┌─ Extracted information
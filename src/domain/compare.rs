//! The same verse read across several versions.

use std::{collections::BTreeMap, fmt::Display, sync::Arc};

use nonempty::NonEmpty;
use rayon::prelude::*;
use serde::Serialize;

use super::{
    Error,
    corpus::{BookToken, ChapterMatch, Corpus, capitalize},
    passage::read_passage,
};

/// A verse's text keyed by upper-cased version code.
#[derive(Debug, Clone, PartialEq, Eq, Serialize)]
pub struct Comparison {
    /// `"<Book> <chapter>:<verse>"` as requested.
    #[serde(rename = "ref")]
    pub reference: String,
    /// Verse text per version, e.g. `"FR"`.
    pub versions: BTreeMap<String, String>,
}

/// Splits a version list such as `"fr, en mg"` into lower-cased codes.
///
/// Commas and whitespace both separate codes. Duplicates are dropped,
/// keeping the first occurrence.
#[must_use]
pub fn parse_versions(input: &str) -> Vec<String> {
    let mut versions: Vec<String> = Vec::new();
    for code in input
        .split(|c: char| c == ',' || c.is_whitespace())
        .filter(|code| !code.is_empty())
        .map(str::to_lowercase)
    {
        if !versions.contains(&code) {
            versions.push(code);
        }
    }
    versions
}

/// Reads `chapter:verse` of `book` in every version.
///
/// The book is located in `primary` and addressed in the other versions by
/// its position, so names need not agree between languages. `load` fetches
/// the corpus of each version; the reads run in parallel. A version that
/// fails to load or lacks the verse is logged and left out.
///
/// # Errors
///
/// Returns [`Error::BookNotFound`] if the book is not in `primary`, or
/// [`Error::NoResultsInVersions`] if no version produced the verse.
pub fn compare<F, E>(
    primary: &Corpus,
    book: &BookToken,
    chapter: u32,
    verse: u32,
    versions: &NonEmpty<String>,
    matching: ChapterMatch,
    load: F,
) -> Result<Comparison, Error>
where
    F: Fn(&str) -> Result<Arc<Corpus>, E> + Sync,
    E: Display,
{
    let label = capitalize(&book.to_string());
    let ordinal = primary
        .find_book(book)
        .and_then(|found| primary.ordinal_of(found))
        .map(BookToken::Ordinal)
        .ok_or_else(|| Error::BookNotFound(label.clone()))?;

    let versions: Vec<&String> = versions.iter().collect();
    let outcomes: Vec<(String, Result<String, String>)> = versions
        .into_par_iter()
        .map(|version| {
            let text = load(version)
                .map_err(|e| e.to_string())
                .and_then(|corpus| {
                    read_passage(
                        &corpus,
                        &ordinal,
                        Some(chapter),
                        Some(verse),
                        None,
                        matching,
                    )
                    .map_err(|e| e.to_string())
                })
                .and_then(|passage| {
                    passage
                        .verses
                        .into_iter()
                        .next()
                        .map(|entry| entry.text)
                        .ok_or_else(|| "verse not found".to_string())
                });
            (version.to_uppercase(), text)
        })
        .collect();

    let mut found = BTreeMap::new();
    for (version, outcome) in outcomes {
        match outcome {
            Ok(text) => {
                found.insert(version, text);
            }
            Err(error) => tracing::warn!(%version, %error, "version skipped in comparison"),
        }
    }

    if found.is_empty() {
        return Err(Error::NoResultsInVersions);
    }

    Ok(Comparison {
        reference: format!("{label} {chapter}:{verse}"),
        versions: found,
    })
}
└─
# [Your instructions]
Beginning with the line that contains "for (version, outcome)", each line of the records above through the last one must be printed word for word.

# [Result]
    for (version, outcome) in outcomes {
        match outcome {
            Ok(text) => {
                found.insert(version, text);
            }
            Err(error) => tracing::warn!(%version, %error, "version skipped in comparison"),
        }
    }

    if found.is_empty() {
        return Err(Error::NoResultsInVersions);
    }

    Ok(Comparison {
        reference: format!("{label} {chapter}:{verse}"),
        versions: found,
    })
}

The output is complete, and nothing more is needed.